**What you need to do:** Output the data below in full, byte for byte. Nothing may differ.
[Dataset excerpts Boundary: Start]
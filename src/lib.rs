pub mod api;
pub mod config;
pub mod db;
pub mod domain;
pub mod engine;
pub mod error;

pub use config::Config;
pub use db::{init_db, Repository};
pub use domain::{
    Counterparty, DealType, Decimal, Hedge, Product, SaleId, SaleRecord, SupplierRef, Vessel,
    VesselId, VesselRecord,
};
pub use engine::{compute_portfolio_pnl, compute_vessel_pnl, PortfolioPnl, VesselPnl};
pub use error::{AppError, EngineError};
[Dataset excerpts Boundary: End]
**Exercise result:**
filename src/lib.rs
pub mod api;
pub mod config;
pub mod db;
pub mod domain;
pub mod engine;
pub mod error;

pub use config::Config;
pub use db::{init_db, Repository};
pub use domain::{
    Counterparty, DealType, Decimal, Hedge, Product, SaleId, SaleRecord, SupplierRef, Vessel,
    VesselId, VesselRecord,
};
pub use engine::{compute_portfolio_pnl, compute_vessel_pnl, PortfolioPnl, VesselPnl};
pub use error::{AppError, EngineError};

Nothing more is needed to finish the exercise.